WASHINGTON – Newsrooms need to be more diverse racially and ethnically to report fairly and reduce bias, a group of media experts said Wednesday.
“Both frontline reporters and editors play a major role in how stories are portrayed in the media,” Judith Brown Dianis, co-director of the Advancement Project, a civil rights group, said.
Dianis told a story about a Washington area TV station that covered a fight that took place among several African American boys on a school bus from her daughter’s middle school in Prince George’s County, Md.
“The fight should’ve never made the news because it wasn’t important. … How is this considered breaking’ news?” she said.
Dianis said that the anchor who introduced the story was an African-American woman.
“We sent a letter to the anchor to say it is her duty to help portray us in the media more than what people already think of us,” she said.
Media professionals Cristina Lopez, left, Mervyn Marcano, Judith Brown Dianis and moderator Danielle Belton, emphasize the importance of minority inclusion in the newsroom to accurately portray communities. SHFWire photo by Erica Y. KingMedia professionals Cristina Lopez, left, Mervyn Marcano, Judith Brown Dianis and moderator Danielle Belton, emphasize the importance of minority inclusion in the newsroom to accurately portray communities. SHFWire photo by Erica Y. King
The other speakers – Cristina Lopez, a researcher at Media Matters for America, which seeks to correct misinformation in the news media, and Mervyn Marcano, co-founder of Blackbird, a communications firm – agreed the lack of diversity in newsrooms allows the media to inaccurately portray minorities in news coverage.
“Media has this trend of using mugshots when reporting on stories where victims are victims of color,” Lopez said referring to Candelerio Gonzalez, a Florida man who was killed as a result of a road rage incident.
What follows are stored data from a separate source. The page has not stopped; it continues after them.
//! Speech-to-text contract and data shapes.

use async_trait::async_trait;
use serde::{Deserialize, Serialize};

use super::base::PluginBase;
use crate::error::{PluginError, PluginResult};
use crate::manifest::JsonMap;

/// Status of a transcription operation.
#[derive(Debug, Clone, Copy, PartialEq, Eq, Default, Serialize, Deserialize)]
#[serde(rename_all = "lowercase")]
pub enum TranscriptionStatus {
    Pending,
    Processing,
    #[default]
    Complete,
    Error,
    Cancelled,
}

/// A segment of transcribed text with timing information.
#[derive(Debug, Clone, PartialEq, Serialize, Deserialize)]
pub struct TranscriptionSegment {
    pub text: String,
    /// Start offset in milliseconds from the beginning of the audio.
    pub start_ms: f64,
    pub end_ms: f64,
    /// Confidence score in `[0.0, 1.0]`.
    #[serde(default = "default_confidence")]
    pub confidence: f64,
    /// Speaker label when diarization is enabled.
    #[serde(default, skip_serializing_if = "Option::is_none")]
    pub speaker: Option<String>,
    /// Detected language for this segment.
    #[serde(default, skip_serializing_if = "Option::is_none")]
    pub language: Option<String>,
    /// Word-level timing entries.
    #[serde(default, skip_serializing_if = "Vec::is_empty")]
    pub words: Vec<JsonMap>,
}

fn default_confidence() -> f64 {
    1.0
}

/// Result of a transcription operation.
#[derive(Debug, Clone, Serialize, Deserialize)]
pub struct TranscriptionResult {
    /// Full transcribed text.
    pub text: String,
    pub segments: Vec<TranscriptionSegment>,
    /// Detected or requested language code.
    pub language: String,
    /// Total audio duration in milliseconds.
    pub duration_ms: f64,
    #[serde(default)]
    pub status: TranscriptionStatus,
    #[serde(default)]
    pub metadata: JsonMap,
}

/// Options accepted by `transcribe`.
#[derive(Debug, Clone, PartialEq, Serialize, Deserialize)]
#[serde(default)]
pub struct TranscriptionOptions {
    /// Target language; `None` auto-detects.
    pub language: Option<String>,
    /// `"transcribe"` or `"translate"` (to English).
    pub task: String,
    pub word_timestamps: bool,
    pub speaker_diarization: bool,
    pub max_speakers: u32,
    /// Decoder beam size (quality vs. speed).
    pub beam_size: u32,
    pub temperature: f64,
    /// Prompt used to bias the transcription.
    pub initial_prompt: Option<String>,
    pub suppress_tokens: Vec<i64>,
}

impl Default for TranscriptionOptions {
    fn default() -> Self {
        Self {
            language: None,
            task: "transcribe".to_string(),
            word_timestamps: false,
            speaker_diarization: false,
            max_speakers: 2,
            beam_size: 5,
            temperature: 0.0,
            initial_prompt: None,
            suppress_tokens: Vec::new(),
        }
    }
}

/// Configuration for a streaming transcription session.
#[derive(Debug, Clone, PartialEq, Serialize, Deserialize)]
#[serde(default)]
pub struct StreamingConfig {
    pub sample_rate: u32,
    /// 1 = mono, 2 = stereo.
    pub channels: u16,
    /// Audio encoding, e.g. `"pcm_s16le"`.
    pub encoding: String,
    pub chunk_duration_ms: u32,
    pub vad_enabled: bool,
    pub vad_threshold: f64,
}

impl Default for StreamingConfig {
    fn default() -> Self {
        Self {
            sample_rate: 16_000,
            channels: 1,
            encoding: "pcm_s16le".to_string(),
            chunk_duration_ms: 100,
            vad_enabled: true,
            vad_threshold: 0.5,
        }
    }
}

/// Capability set for speech-to-text plugins.
///
/// `transcribe` is the only required operation. The streaming sub-protocol
/// (`start_streaming` / `feed_audio` / `stop_streaming`) is optional; the
/// default implementations refuse with an unsupported-operation error, which
/// the host surfaces without marking the plugin unhealthy.
#[async_trait]
pub trait SttContract: PluginBase {
    /// Transcribes a complete audio buffer (WAV, MP3, or raw PCM).
    async fn transcribe(
        &mut self,
        audio_data: &[u8],
        options: TranscriptionOptions,
    ) -> PluginResult<TranscriptionResult>;

    /// Opens a streaming session.
    async fn start_streaming(&mut self, _config: StreamingConfig) -> PluginResult<bool> {
        Err(PluginError::Unsupported("start_streaming".into()))
    }

    /// Feeds one audio chunk; returns a segment when one completes.
    async fn feed_audio(&mut self, _chunk: &[u8]) -> PluginResult<Option<TranscriptionSegment>> {
        Err(PluginError::Unsupported("feed_audio".into()))
    }

    /// Closes the streaming session and returns the final result.
    async fn stop_streaming(&mut self) -> PluginResult<TranscriptionResult> {
        Err(PluginError::Unsupported("stop_streaming".into()))
    }

    /// Supported language codes.
    fn supported_languages(&self) -> Vec<String> {
        vec!["en".to_string()]
    }

    fn supports_streaming(&self) -> bool {
        false
    }

    fn supports_diarization(&self) -> bool {
        false
    }

    fn supports_translation(&self) -> bool {
        false
    }
}

#[cfg(test)]
mod tests {
    use super::*;

    #[test]
    fn segment_omits_empty_optional_fields() {
        let segment = TranscriptionSegment {
            text: "hello".into(),
            start_ms: 0.0,
            end_ms: 480.0,
            confidence: 0.9,
            speaker: None,
            language: None,
            words: Vec::new(),
        };
        let wire = serde_json::to_value(&segment).unwrap();
        assert!(wire.get("speaker").is_none());
        assert!(wire.get("words").is_none());
        assert_eq!(wire["confidence"], 0.9);
    }

    #[test]
    fn options_default_to_transcribe_task() {
        let options: TranscriptionOptions = serde_json::from_value(serde_json::json!({})).unwrap();
        assert_eq!(options.task, "transcribe");
        assert_eq!(options.beam_size, 5);
        assert!(options.language.is_none());
    }

    #[test]
    fn streaming_config_defaults_match_pcm_mono() {
        let config = StreamingConfig::default();
        assert_eq!(config.sample_rate, 16_000);
        assert_eq!(config.channels, 1);
        assert_eq!(config.encoding, "pcm_s16le");
    }
}
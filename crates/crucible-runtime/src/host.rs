//! Host orchestration: wires the manager, router, shutdown coordinator,
//! and transport together and runs the process to an exit code.

use std::sync::Arc;

use tracing::{error, info, warn};

use crucible_framework::executor::IsolatedExecutor;
use crucible_framework::manager::PluginManager;
use crucible_rpc::router::Router;
use crucible_rpc::shutdown::{ShutdownCoordinator, ShutdownReason};
use crucible_rpc::stdio::{self, DEFAULT_POLL_INTERVAL};

use crate::config::HostArgs;

/// The assembled plugin host.
pub struct PluginHost {
    args: HostArgs,
    manager: Arc<PluginManager>,
    shutdown: Arc<ShutdownCoordinator>,
    router: Arc<Router>,
}

impl PluginHost {
    pub fn new(args: HostArgs) -> Self {
        let executor = Arc::new(IsolatedExecutor::default());
        let manager = Arc::new(PluginManager::new(
            &args.plugins_dir,
            &args.config_dir,
            args.auto_install_deps,
            executor,
        ));
        let shutdown = Arc::new(ShutdownCoordinator::new());
        let router = Arc::new(Router::new(Arc::clone(&manager), Arc::clone(&shutdown)));
        Self { args, manager, shutdown, router }
    }

    pub fn manager(&self) -> &Arc<PluginManager> {
        &self.manager
    }

    pub fn router(&self) -> &Arc<Router> {
        &self.router
    }

    pub fn shutdown_coordinator(&self) -> &Arc<ShutdownCoordinator> {
        &self.shutdown
    }

    /// Loads every discovered plugin that passes shallow validation.
    ///
    /// Failures are logged per plugin and never abort startup; a second
    /// plugin for an occupied contract slot is skipped with a warning.
    pub async fn auto_load(&self) {
        let discovered = self.manager.discover(false);
        info!(count = discovered.len(), "Auto-loading plugins");
        for plugin in discovered {
            match self.manager.load(&plugin.name, None, true).await {
                Ok(_) => info!(plugin = %plugin.name, contract = %plugin.contract, "Auto-loaded"),
                Err(e) => warn!(plugin = %plugin.name, error = %e, "Auto-load skipped"),
            }
        }
    }

    /// Runs the cooperative read loop to completion and returns the exit
    /// code.
    pub async fn run_cooperative(&self) -> i32 {
        self.shutdown.spawn_signal_watchers();
        if self.args.auto_load {
            self.auto_load().await;
        }

        info!(
            plugins_dir = %self.args.plugins_dir.display(),
            config_dir = %self.args.config_dir.display(),
            "Plugin host ready"
        );
        stdio::run_cooperative(
            Arc::clone(&self.router),
            Arc::clone(&self.shutdown),
            DEFAULT_POLL_INTERVAL,
        )
        .await;

        let reason = self.shutdown.reason().unwrap_or(ShutdownReason::Normal);
        self.shutdown.run(&self.manager, reason).await
    }

    /// Runs the blocking read loop to completion and returns the exit code.
    ///
    /// The synchronous stdin iterator runs on this thread; each request and
    /// the final teardown are driven on `runtime`.
    pub fn run_blocking(&self, runtime: &tokio::runtime::Runtime) -> i32 {
        {
            let _guard = runtime.enter();
            self.shutdown.spawn_signal_watchers();
        }
        if self.args.auto_load {
            runtime.block_on(self.auto_load());
        }

        info!(
            plugins_dir = %self.args.plugins_dir.display(),
            config_dir = %self.args.config_dir.display(),
            "Plugin host ready (blocking mode)"
        );
        stdio::run_blocking(runtime, Arc::clone(&self.router), Arc::clone(&self.shutdown));

        let reason = self.shutdown.reason().unwrap_or(ShutdownReason::Normal);
        runtime.block_on(self.shutdown.run(&self.manager, reason))
    }

    /// Last-resort teardown when the runtime cannot be driven.
    pub fn emergency_shutdown(&self) -> i32 {
        error!("Emergency shutdown: running synchronous cleanup only");
        self.shutdown.run_sync(ShutdownReason::Error)
    }
}
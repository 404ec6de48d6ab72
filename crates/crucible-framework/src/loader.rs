//! Plugin loading against the process factory registry.
//!
//! Loading turns a [`DiscoveredPlugin`] into a live, uninitialized
//! instance:
//!
//! 1. Manifest dependencies are checked against the provided-package
//!    registry; missing ones are warnings (and, with auto-install enabled,
//!    an install attempt through the ambient package manager).
//! 2. The manifest's `entry_point` is resolved to a [`PluginFactory`].
//! 3. The factory constructs the instance (cheap by contract) and the
//!    manifest is bound onto it.
//!
//! Unloading removes the module key from the loader's active set; together
//! with dropping the instance this restores a clean slate for a later load.

use std::collections::HashSet;
use std::path::PathBuf;
use std::sync::Arc;
use std::time::Duration;

use parking_lot::Mutex;
use serde_json::Value;
use thiserror::Error;
use tokio::sync::Mutex as AsyncMutex;
use tracing::{debug, error, info, warn};

use crucible_core::dispatch::DynPlugin;
use crucible_core::manifest::{JsonMap, PluginManifest};
use crucible_core::registry::{self, RegistryError};
use crucible_core::status::PluginStatus;

use crate::discovery::DiscoveredPlugin;

/// Ceiling for one dependency-install subprocess.
const INSTALL_TIMEOUT: Duration = Duration::from_secs(300);

/// A loaded and instantiated plugin.
///
/// The manager owns these records, drives the `status` transitions, and
/// hands the shared `instance` to the router for contract-method calls.
pub struct LoadedPlugin {
    /// Plugin identifier (folder name).
    pub name: String,
    pub manifest: Arc<PluginManifest>,
    pub instance: Arc<AsyncMutex<Box<dyn DynPlugin>>>,
    pub contract: String,
    pub path: PathBuf,
    /// Namespace key in the loader's active set.
    pub module_key: String,
    pub initialized: bool,
    pub status: PluginStatus,
    /// Merged configuration in effect for the current initialization.
    pub active_config: JsonMap,
    /// Non-fatal problems found during loading.
    pub load_warnings: Vec<String>,
}

impl std::fmt::Debug for LoadedPlugin {
    fn fmt(&self, f: &mut std::fmt::Formatter<'_>) -> std::fmt::Result {
        f.debug_struct("LoadedPlugin")
            .field("name", &self.name)
            .field("manifest", &self.manifest)
            .field("contract", &self.contract)
            .field("path", &self.path)
            .field("module_key", &self.module_key)
            .field("initialized", &self.initialized)
            .field("status", &self.status)
            .field("active_config", &self.active_config)
            .field("load_warnings", &self.load_warnings)
            .finish()
    }
}

impl LoadedPlugin {
    /// Wire form for JSON-RPC responses.
    pub fn to_wire(&self) -> Value {
        serde_json::json!({
            "name": self.name,
            "version": self.manifest.version,
            "contract": self.contract,
            "path": self.path.display().to_string(),
            "initialized": self.initialized,
            "status": self.status,
            "display_name": self.manifest.display_name(),
            "description": self.manifest.description,
            "load_warnings": self.load_warnings,
        })
    }
}

/// Fatal loading failure.
#[derive(Debug, Error)]
pub enum LoadError {
    #[error("cannot load invalid plugin '{0}'")]
    Invalid(String),

    #[error("manifest for '{0}' is incomplete")]
    Manifest(String),

    #[error(transparent)]
    Factory(#[from] RegistryError),

    #[error("factory '{entry_point}' serves contract '{actual}' but manifest declares '{declared}'")]
    ContractMismatch {
        entry_point: String,
        actual: String,
        declared: String,
    },

    #[error("plugin factory '{0}' panicked during construction")]
    Construction(String),
}

/// Resolves factories and instantiates plugins.
pub struct PluginLoader {
    auto_install_deps: bool,
    /// Ambient package-manager executable used for installs.
    installer: String,
    /// Module keys of currently-loaded plugins.
    active: Mutex<HashSet<String>>,
}

impl PluginLoader {
    pub fn new(auto_install_deps: bool) -> Self {
        debug!(auto_install_deps, "PluginLoader initialized");
        Self {
            auto_install_deps,
            installer: "pip".to_string(),
            active: Mutex::new(HashSet::new()),
        }
    }

    /// Overrides the package-manager executable (tests, exotic setups).
    pub fn with_installer(mut self, installer: impl Into<String>) -> Self {
        self.installer = installer.into();
        self
    }

    /// Splits requirement strings into satisfied and missing, judged against
    /// the provided-package registry.
    pub fn check_dependencies(&self, dependencies: &[String]) -> (Vec<String>, Vec<String>) {
        let mut installed = Vec::new();
        let mut missing = Vec::new();

        for requirement in dependencies {
            let name = requirement_name(requirement);
            if registry::package_provided(&name) {
                installed.push(requirement.clone());
            } else {
                missing.push(requirement.clone());
            }
        }

        (installed, missing)
    }

    /// Installs requirements through the ambient package manager.
    ///
    /// Bounded by [`INSTALL_TIMEOUT`]; failure is reported, not raised —
    /// loading continues and the plugin may still work with optional
    /// dependencies absent.
    pub async fn install_dependencies(&self, dependencies: &[String]) -> bool {
        if dependencies.is_empty() {
            return true;
        }

        info!(deps = ?dependencies, installer = %self.installer, "Installing dependencies");

        let mut command = tokio::process::Command::new(&self.installer);
        command.arg("install").args(dependencies);

        match tokio::time::timeout(INSTALL_TIMEOUT, command.output()).await {
            Ok(Ok(output)) if output.status.success() => {
                info!("Dependencies installed");
                true
            }
            Ok(Ok(output)) => {
                error!(
                    status = ?output.status.code(),
                    stderr = %String::from_utf8_lossy(&output.stderr),
                    "Dependency install failed"
                );
                false
            }
            Ok(Err(e)) => {
                error!(error = %e, "Failed to spawn package manager");
                false
            }
            Err(_) => {
                error!("Dependency installation timed out");
                false
            }
        }
    }

    /// Loads a discovered plugin into a live, uninitialized instance.
    pub async fn load(&self, discovered: &DiscoveredPlugin) -> Result<LoadedPlugin, LoadError> {
        if !discovered.valid {
            error!(plugin = %discovered.name, errors = ?discovered.errors, "Refusing to load invalid plugin");
            return Err(LoadError::Invalid(discovered.name.clone()));
        }
        let manifest = discovered
            .manifest
            .clone()
            .ok_or_else(|| LoadError::Manifest(discovered.name.clone()))?;

        let mut load_warnings = Vec::new();

        if !manifest.dependencies.is_empty() {
            let (_, missing) = self.check_dependencies(&manifest.dependencies);
            if !missing.is_empty() {
                if self.auto_install_deps {
                    if !self.install_dependencies(&missing).await {
                        load_warnings.push(format!("Failed to install dependencies: {missing:?}"));
                    }
                } else {
                    load_warnings.push(format!(
                        "Missing dependencies: {missing:?}. Run: {} install {}",
                        self.installer,
                        missing.join(" ")
                    ));
                }
            }
        }

        let factory = registry::find_factory(&discovered.entry_point)?;
        if factory.contract != discovered.contract {
            return Err(LoadError::ContractMismatch {
                entry_point: discovered.entry_point.clone(),
                actual: factory.contract.to_string(),
                declared: discovered.contract.clone(),
            });
        }

        let mut instance =
            std::panic::catch_unwind(std::panic::AssertUnwindSafe(factory.construct))
                .map_err(|_| LoadError::Construction(discovered.entry_point.clone()))?;

        let manifest = Arc::new(manifest);
        instance.bind_manifest(Arc::clone(&manifest));

        let module_key = format!("{}.{}", discovered.name, discovered.entry_point);
        {
            let mut active = self.active.lock();
            if !active.insert(module_key.clone()) {
                warn!(module = %module_key, "Module key already active; previous unload was incomplete");
            }
        }

        info!(plugin = %discovered.name, version = %manifest.version, "Plugin loaded");

        Ok(LoadedPlugin {
            name: discovered.name.clone(),
            manifest,
            instance: Arc::new(AsyncMutex::new(instance)),
            contract: discovered.contract.clone(),
            path: discovered.path.clone(),
            module_key,
            initialized: false,
            status: PluginStatus::Unloaded,
            active_config: JsonMap::new(),
            load_warnings,
        })
    }

    /// Clears the module key so a later load starts from a clean slate.
    pub fn unload(&self, loaded: &LoadedPlugin) {
        self.active.lock().remove(&loaded.module_key);
        info!(plugin = %loaded.name, "Plugin unloaded");
    }

    /// Whether a module key is currently active.
    pub fn is_active(&self, module_key: &str) -> bool {
        self.active.lock().contains(module_key)
    }
}

/// Extracts the package name from a requirement string, normalized for
/// comparison: `"Torch>=2.0.0"` → `"torch"`, `"pkg[extra]"` → `"pkg"`.
fn requirement_name(requirement: &str) -> String {
    let name = requirement
        .split(['>', '<', '=', '!', '~', '['])
        .next()
        .unwrap_or(requirement)
        .trim();
    name.to_lowercase().replace('-', "_")
}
Lopez said a mugshot of Gonzalez used in some reports had no connection to the story. Other stories used a family photo.
“The way the media portrayed him in this story, both English- and Spanish-language media, was by mugshots, despite other alternatives being available,” Gonzalez said.
Dianis spoke about Tamir Rice, a 12-year-old Cleveland boy who was shot and killed by a police officer who though his toy pellet gun was real.
“The media continuously called him a young man, but he was a child,” she said. “He was somebody’s baby.”
Dianis said these two simple words – young man – had so much meaning.
“It may not seem like a big deal, but imagine these stories – including the school fight, being put in our heads over and over again – we begin to think this is all these people are,” she said. “How is a 12-year-old boy suddenly a young man?”
The American Society of News Editors tracks the percentage of minority journalists in daily newspaper newsrooms. The 2015 census found there were about 32,900 full-time journalists at nearly 1,400 daily newspapers, and that 4,200 of those journalists – or 12.76 percent – were minorities. That was a 0.58 percent decrease in the number minority journalists from 2014 to 2015.
A Radio Television Digital News Association 2014 study found that the number of minority journalists in television increased to the highest it’s been in 13 years – 22.4 percent. Women were 38.7 percent of newsroom employees in the 50 largest TV markets, and 44 percent in the top 101 markets.
But racial and ethnic diversity in television has remained unchanged. African Americans made up 10.4 percent of broadcast journalists 2014, and Asian Americans made up 2.5 percent.
Although the topic of minorities in the newsroom is nothing new, the speakers pushed the importance of minority inclusion.
“We need to hire more journalists of color,” Marcano said. “Editors need to give space to journalists for the stories they want to tell, and journalists have to be brave enough to tell it.”